Digital nomads are taking remote working to a new level

Upwardly-mobile, tech-savvy young professionals across the globe are swapping their briefcases and brogues for backpacks and trainers, setting themselves up as digital nomads who can operate from wherever their laptops can go.

Jobbatical and Teleport, two recent tech start-ups, promise to take the guesswork out of digital job hunting on a global scale.

Both hail from tiny tech titan Estonia and are part of a crop of cutting-edge online sites catering to digital nomads, typically young males who work remotely and move around regions like Southeast Asia every few months.

Their creators insist the start-ups have the potential to shake things up on the global job market, similar to how Estonians previously transformed global communications with Skype and digital international money transfers via Transferwise.

Tallinn-based entrepreneur Karoli Hindriks says she launched Jobbatical two years ago to fill the growing gaps she noticed in global recruiting.

With employment offers from Greece, to Thailand and Costa Rica among others, it takes just a few clicks of the mouse for product or account managers, programmers and other tech professionals to land a dream job, whether programming in Malaysia’s tropical paradise of Penang or managing an adventure travel operation in Bali.

Jobbatical targets “adventurous tech, business, and creative professionals with over five years of working experience,” Ms Hindriks says.

She points to “a generational mindset shift” as key to her client base of 70,000 unique users each month across 150 countries.

“The Millennial’s view of success isn’t necessarily a house, a well-paying job and a picket fence,” she says. “There’s a huge shift towards defining success as working in terms of things that one truly believes in, and appreciating experiences over material possessions.”

New technologies, less expensive international travel and communications mean that moving around to work is “becoming smoother and cheaper than ever,” she adds.

Most Jobbatical offers involve positions that, like sabbaticals, last around 12 months, creating a revolving client base.

The company takes a “success” fee of five per cent of the annual salary upon hiring.

Vicente Gracia, a much-travelled 28-year-old business strategist from Chile, has been surfing more than just the internet since he began using Jobbatical.

Dissatisfied with the terms he was being offered by South American companies, Mr Gracia used it to find a job based in Bali.

“New generations are looking for more than just a paycheck,” Mr Gracia says via Skype.

A keen surfer, he now enjoys riding the waves on a Bali beach every morning during a break in his commute to work.

“For me, being able to prioritise my career and a healthy lifestyle is crucial.”

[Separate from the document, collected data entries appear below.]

//! Shadow Swap entry point.
//!
//! Two ways to run the simulation:
//!
//! - **headless** (default): feed a JSON input script through a fixed number
//!   of ticks and optionally print a JSON state line every N ticks.
//! - **window** (`--window`, needs the `window` feature): play with the
//!   keyboard in a raylib window.
//!
//! Tuning comes from `./config.ini` when present, or from `--config PATH`.
//!
//! # Running
//!
//! ```sh
//! cargo run --release -- --script demos/switch.json --dump-state 30
//! cargo run --release --features window -- --window
//! ```

use clap::Parser;
use log::{error, info, warn};
use serde::Serialize;
use shadowswap::game::Simulation;
use shadowswap::resources::coordinator::CoordinatorState;
use shadowswap::resources::gameconfig::{ConfigError, GameConfig};
use shadowswap::resources::gamestate::GameSnapshot;
use shadowswap::resources::level::LevelLayout;
use shadowswap::resources::script::ScriptedInput;
use std::path::PathBuf;
use std::process::ExitCode;

/// Ticks simulated headless when neither `--ticks` nor a script says otherwise.
const DEFAULT_HEADLESS_TICKS: u64 = 600;

/// Shadow Swap: drive one body while the other follows.
#[derive(Parser)]
#[command(version, about)]
struct Cli {
    /// Read tuning from this INI file instead of ./config.ini.
    #[arg(long, value_name = "PATH")]
    config: Option<PathBuf>,

    /// Write the effective configuration to PATH and exit.
    #[arg(long, value_name = "PATH")]
    write_config: Option<PathBuf>,

    /// JSON input script for the headless run.
    #[arg(long, value_name = "PATH")]
    script: Option<PathBuf>,

    /// Ticks to simulate headless. Defaults to the script length.
    #[arg(long, value_name = "N")]
    ticks: Option<u64>,

    /// Print a JSON state line every N ticks.
    #[arg(long, value_name = "N")]
    dump_state: Option<u64>,

    /// Open a window and play with the keyboard.
    #[cfg(feature = "window")]
    #[arg(long)]
    window: bool,
}

#[derive(Serialize)]
struct StateDump {
    tick: u64,
    snapshot: GameSnapshot,
    coordinator: CoordinatorState,
    debug: String,
}

fn load_config(cli: &Cli) -> Result<GameConfig, ConfigError> {
    let mut config = match &cli.config {
        Some(path) => GameConfig::with_path(path.clone()),
        None => GameConfig::new(),
    };
    // An explicit path must exist; the default one is optional.
    if cli.config.is_some() || config.config_path.exists() {
        config.load_from_file()?;
    } else {
        info!("No {:?}, using default tuning", config.config_path);
    }
    Ok(config)
}

fn dump_state(sim: &Simulation) {
    let dump = StateDump {
        tick: sim.frame(),
        snapshot: sim.snapshot(),
        coordinator: sim.coordinator_state(),
        debug: sim.debug_line(),
    };
    match serde_json::to_string(&dump) {
        Ok(line) => println!("{line}"),
        Err(e) => warn!("Could not serialize state: {e}"),
    }
}

fn run_headless(cli: &Cli, config: GameConfig) -> ExitCode {
    let input = match &cli.script {
        Some(path) => match ScriptedInput::from_file(path) {
            Ok(script) => script,
            Err(e) => {
                error!("{e}");
                return ExitCode::FAILURE;
            }
        },
        None => ScriptedInput::default(),
    };
    let ticks = cli.ticks.unwrap_or(if input.is_empty() {
        DEFAULT_HEADLESS_TICKS
    } else {
        input.len() as u64
    });

    let mut sim = Simulation::new(config, LevelLayout::reference(), input);
    for _ in 0..ticks {
        sim.tick();
        if let Some(every) = cli.dump_state
            && every > 0
            && sim.frame() % every == 0
        {
            dump_state(&sim);
        }
    }
    info!(
        "Ran {} ticks, {} switches. {}",
        sim.frame(),
        sim.coordinator().switch_count(),
        sim.debug_line()
    );
    ExitCode::SUCCESS
}

#[cfg(feature = "window")]
fn run_window(cli: &Cli, config: &GameConfig) -> Option<ExitCode> {
    if !cli.window {
        return None;
    }
    shadowswap::frontend::run(config.clone());
    Some(ExitCode::SUCCESS)
}

#[cfg(not(feature = "window"))]
fn run_window(_cli: &Cli, _config: &GameConfig) -> Option<ExitCode> {
    None
}

fn main() -> ExitCode {
    env_logger::Builder::from_env(env_logger::Env::default().default_filter_or("info")).init();

    let cli = Cli::parse();

    let config = match load_config(&cli) {
        Ok(config) => config,
        Err(e) => {
            error!("{e}");
            return ExitCode::FAILURE;
        }
    };

    // Early-exit: dump the effective config and quit
    if let Some(path) = &cli.write_config {
        return match config.save_to_file(path) {
            Ok(()) => {
                println!("Config written to {}", path.display());
                ExitCode::SUCCESS
            }
            Err(e) => {
                error!("{e}");
                ExitCode::FAILURE
            }
        };
    }

    if let Some(code) = run_window(&cli, &config) {
        return code;
    }
    run_headless(&cli, config)
}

Insisting that Jobbatical is unique, Ms Hindriks shuns comparisons to online job sites like Monster, insisting that “it’s like comparing Craigslist to Airbnb”.

Describing Jobbatical as a “matchmaker for companies”, Ms Hindriks insists that short-term “jobbaticals” encourage professionals to choose countries off the beaten path – like her own Estonia – that they may not have considered were the positions permanent.

“If you look at the reality, there are no permanent jobs any more, so in that sense we’re bringing honesty to the conversation,” she says.

Teleport meanwhile takes stock of the personal preferences and expectations of digital jobseekers and then suggests ideal places for them to live and work.

Teleport “scouts”, or local experts, are just a click away to iron out any wrinkles. For a modest fee, they can help with everything from visas to finding the right apartment or the nearest vegan restaurant.

A veteran tech entrepreneur who headed up Skype’s Estonia operations from 2005-12, Teleport chief executive Sten Tamkivi insisted his start-up goes further than competitors like NomadList, which essentially works like a traditional travel guide.

Mr Tamkivi says that aside from calculating ideal locations based on personal preferences and its “scouts”, its “flock” service also locates the nearest coworking spaces.

Anthony Lapenna, a Frenchman working in New Zealand, is one happy Teleport user.

The service meant he could keep his job, but change hemispheres, shifting from Paris to Auckland, New Zealand, where he continues his role as a software engineer.

“I wanted to go to an English-speaking country to improve my English, plus I was kind of sick of the big city of Paris,” he says.

“New Zealand is located at the world’s end, which is pretty exciting. I also had a curiosity about the landscape, because I’m fond of hiking. I’ll probably move again, but not before I’ve explored as much of New Zealand as I can.”

And Mr Lapenna is not alone. As Google predicts the world’s online population will double to five billion by 2020, digital nomads are likely to be a growing tribe.